I havent ahd milo out of the can for years, not since I was a kid and we'd get milo-sandwiches occassionally...
This is a fantastic site and it shows a lot of creativity. Keep up the good work and I will check on you later.
Beth Gray
Author of the Stacy McCray Series available on kindle and mobipocket
www.bethgray.us
www.howtobecomeabetterhooker.info
Wow you've been busy or have you been procrastinating? We have Milo at work . . and yeh, I did it, serves me right for eating it off the spoon. Loved Hurricane Dean! Haha!
That was fun. But I must step in in defence of Nick Cave. How can I adequately express why I love him so much? His dark, beautiful words. His dark, not-quite-great voice. I think he either rings your bell or he doesn't and he rings mine in a big way. There's a dark part of me that's attracted to the dark part of him, I guess.
ABBA... mmmm... I'm definitely with Saph on the Dancing Queen side of the ledger. Both my kids have ABBA The Definitive Collection on their iPods so I usually have duelling ABBA sing-a-long from the back of the car every day.
Actually, I was running this morning and instead of using my usual 'Kath Run1' Kath Run2' etc playlists, I pressed shuffle and heard Abba's 'Two for the price of one' from their little-known last album 'The Visitors'.
.....I suddenly realised that Bjorn was singing about having a THREESOME!!!!

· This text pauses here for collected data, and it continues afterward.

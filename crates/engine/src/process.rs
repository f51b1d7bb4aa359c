// SPDX-License-Identifier: BUSL-1.1
// Copyright (c) 2026 Alfred Jean LLC

//! Process liveness probing for the monitor token.

use std::process::{Command, Stdio};

/// Whether a process with this pid is alive (`kill -0`).
pub fn process_exists(pid: u32) -> bool {
    Command::new("kill")
        .args(["-0", &pid.to_string()])
        .stdin(Stdio::null())
        .stdout(Stdio::null())
        .stderr(Stdio::null())
        .status()
        .map(|s| s.success())
        .unwrap_or(false)
}
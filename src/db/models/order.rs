//! Order models.

use serde::{Deserialize, Serialize};
use sqlx::types::Json;
use sqlx::FromRow;

#[derive(Debug, Clone, Copy, Default, Serialize, Deserialize, PartialEq, Eq)]
#[serde(rename_all = "snake_case")]
pub enum OrderStatus {
    #[default]
    Processing,
    Shipped,
    Completed,
    Cancelled,
}

impl OrderStatus {
    /// Whether moving from `self` to `next` follows the order lifecycle.
    ///
    /// processing -> shipped -> completed, and processing/shipped -> cancelled.
    /// Completed and cancelled are terminal. The order store does not call this;
    /// it is offered to callers that want to enforce the lifecycle themselves.
    pub fn can_transition_to(self, next: OrderStatus) -> bool {
        matches!(
            (self, next),
            (Self::Processing, Self::Shipped)
                | (Self::Processing, Self::Cancelled)
                | (Self::Shipped, Self::Completed)
                | (Self::Shipped, Self::Cancelled)
        )
    }

    pub fn is_terminal(self) -> bool {
        matches!(self, Self::Completed | Self::Cancelled)
    }

    pub fn as_str(&self) -> &'static str {
        match self {
            Self::Processing => "processing",
            Self::Shipped => "shipped",
            Self::Completed => "completed",
            Self::Cancelled => "cancelled",
        }
    }
}

impl std::fmt::Display for OrderStatus {
    fn fmt(&self, f: &mut std::fmt::Formatter<'_>) -> std::fmt::Result {
        f.write_str(self.as_str())
    }
}

impl std::str::FromStr for OrderStatus {
    type Err = String;

    fn from_str(s: &str) -> Result<Self, Self::Err> {
        match s {
            "processing" => Ok(Self::Processing),
            "shipped" => Ok(Self::Shipped),
            "completed" => Ok(Self::Completed),
            "cancelled" => Ok(Self::Cancelled),
            _ => Err(format!("Unknown order status: {}", s)),
        }
    }
}

/// Line item embedded in an order
#[derive(Debug, Clone, Serialize, Deserialize, PartialEq)]
pub struct OrderItem {
    pub sku: String,
    pub title: String,
    pub qty: i64,
    pub price: f64,
}

/// Order as stored in the `orders` table
#[derive(Debug, Clone, FromRow)]
pub struct OrderRow {
    pub id: String,
    pub retailer_id: String,
    pub order_number: String,
    pub status: String,
    pub total_amount: f64,
    pub currency: String,
    pub items: Json<Vec<OrderItem>>,
    pub notes: Option<String>,
    pub created_at: String,
    pub updated_at: String,
}

#[derive(Debug, Clone, Serialize, Deserialize, PartialEq)]
pub struct Order {
    pub id: String,
    pub retailer_id: String,
    pub order_number: String,
    pub status: OrderStatus,
    pub total_amount: f64,
    pub currency: String,
    pub items: Vec<OrderItem>,
    pub notes: Option<String>,
    pub created_at: String,
    pub updated_at: String,
}

impl From<OrderRow> for Order {
    fn from(row: OrderRow) -> Self {
        let status = row.status.parse().unwrap_or_else(|e| {
            tracing::warn!(order_id = %row.id, error = %e, "Stored order has unknown status");
            OrderStatus::default()
        });
        Self {
            id: row.id,
            retailer_id: row.retailer_id,
            order_number: row.order_number,
            status,
            total_amount: row.total_amount,
            currency: row.currency,
            items: row.items.0,
            notes: row.notes,
            created_at: row.created_at,
            updated_at: row.updated_at,
        }
    }
}

/// Client-editable order fields, used for both create and update.
///
/// There is no `retailer_id` here: ownership always comes from the
/// authenticated session, and any such key in the request body is ignored.
#[derive(Debug, Clone, Deserialize, PartialEq)]
pub struct OrderInput {
    pub order_number: String,
    #[serde(default)]
    pub status: OrderStatus,
    pub total_amount: f64,
    #[serde(default = "default_currency")]
    pub currency: String,
    #[serde(default)]
    pub items: Vec<OrderItem>,
    pub notes: Option<String>,
}

fn default_currency() -> String {
    "EUR".to_string()
}

#[derive(Debug, Serialize)]
pub struct ListOrdersResponse {
    pub orders: Vec<Order>,
}
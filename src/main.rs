use anyhow::Result;
use clap::Parser;
use std::path::PathBuf;
use std::sync::Arc;
use tracing_subscriber::{layer::SubscriberExt, util::SubscriberInitExt};

use lastdrop::auth::spawn_session_cleanup_task;
use lastdrop::config::Config;
use lastdrop::AppState;

#[derive(Parser, Debug)]
#[command(name = "lastdrop")]
#[command(author, version, about = "LastDrop backend API", long_about = None)]
struct Cli {
    /// Path to configuration file
    #[arg(short, long, default_value = "lastdrop.toml")]
    config: PathBuf,

    /// Override log level
    #[arg(short, long)]
    log_level: Option<String>,
}

#[tokio::main]
async fn main() -> Result<()> {
    let cli = Cli::parse();

    // Load configuration
    let config = Config::load(&cli.config)?;

    // Initialize logging
    let log_level = cli
        .log_level
        .as_ref()
        .unwrap_or(&config.logging.level)
        .clone();

    tracing_subscriber::registry()
        .with(
            tracing_subscriber::EnvFilter::try_from_default_env()
                .unwrap_or_else(|_| tracing_subscriber::EnvFilter::new(&log_level)),
        )
        .with(tracing_subscriber::fmt::layer())
        .init();

    tracing::info!("Starting LastDrop v{}", env!("CARGO_PKG_VERSION"));
    tracing::info!("{}", Config::describe_source(&cli.config));

    // Initialize database
    let db = lastdrop::db::init(&config).await?;

    let state = Arc::new(AppState::new(config.clone(), db.clone()));

    spawn_session_cleanup_task(
        state.sessions.clone(),
        config.auth.session_cleanup_interval_secs,
    );

    let app = lastdrop::api::create_router(state);

    let api_addr = format!("{}:{}", config.server.host, config.server.port);
    let listener = tokio::net::TcpListener::bind(&api_addr).await?;

    tracing::info!("API server listening on http://{}", api_addr);

    axum::serve(listener, app)
        .with_graceful_shutdown(shutdown_signal())
        .await?;

    db.close().await;
    tracing::info!("Server stopped");
    Ok(())
}

async fn shutdown_signal() {
    let ctrl_c = async {
        if let Err(e) = tokio::signal::ctrl_c().await {
            tracing::error!(error = %e, "Failed to install Ctrl+C handler");
            std::future::pending::<()>().await;
        }
    };

    #[cfg(unix)]
    let terminate = async {
        match tokio::signal::unix::signal(tokio::signal::unix::SignalKind::terminate()) {
            Ok(mut signal) => {
                signal.recv().await;
            }
            Err(e) => {
                tracing::error!(error = %e, "Failed to install signal handler");
                std::future::pending::<()>().await;
            }
        }
    };

    #[cfg(not(unix))]
    let terminate = std::future::pending::<()>();

    tokio::select! {
        _ = ctrl_c => {},
        _ = terminate => {},
    }

    tracing::info!("Shutdown signal received");
}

Actually, I was running this morning and instead of using my usual 'Kath Run1' Kath Run2' etc playlists, I pressed shuffle and heard Abba's 'Two for the price of one' from their little-known last album 'The Visitors'.
.....I suddenly realised that Bjorn was singing about having a THREESOME!!!!
You're dead right about Flemington. Lived here for 21 years now after growing up in far-off Ascot Vale. Pretty happy that my sons know many of the same places and people I grew up with.
I thought it was about a daughter (Alice) who was putting an ad for her mother? So the man get 2 (a wife and a daughter) for the price of one.
Otherwise, it will be too disturbing, last last line,"And if you doubt it, you'll be certain when you meet my mother."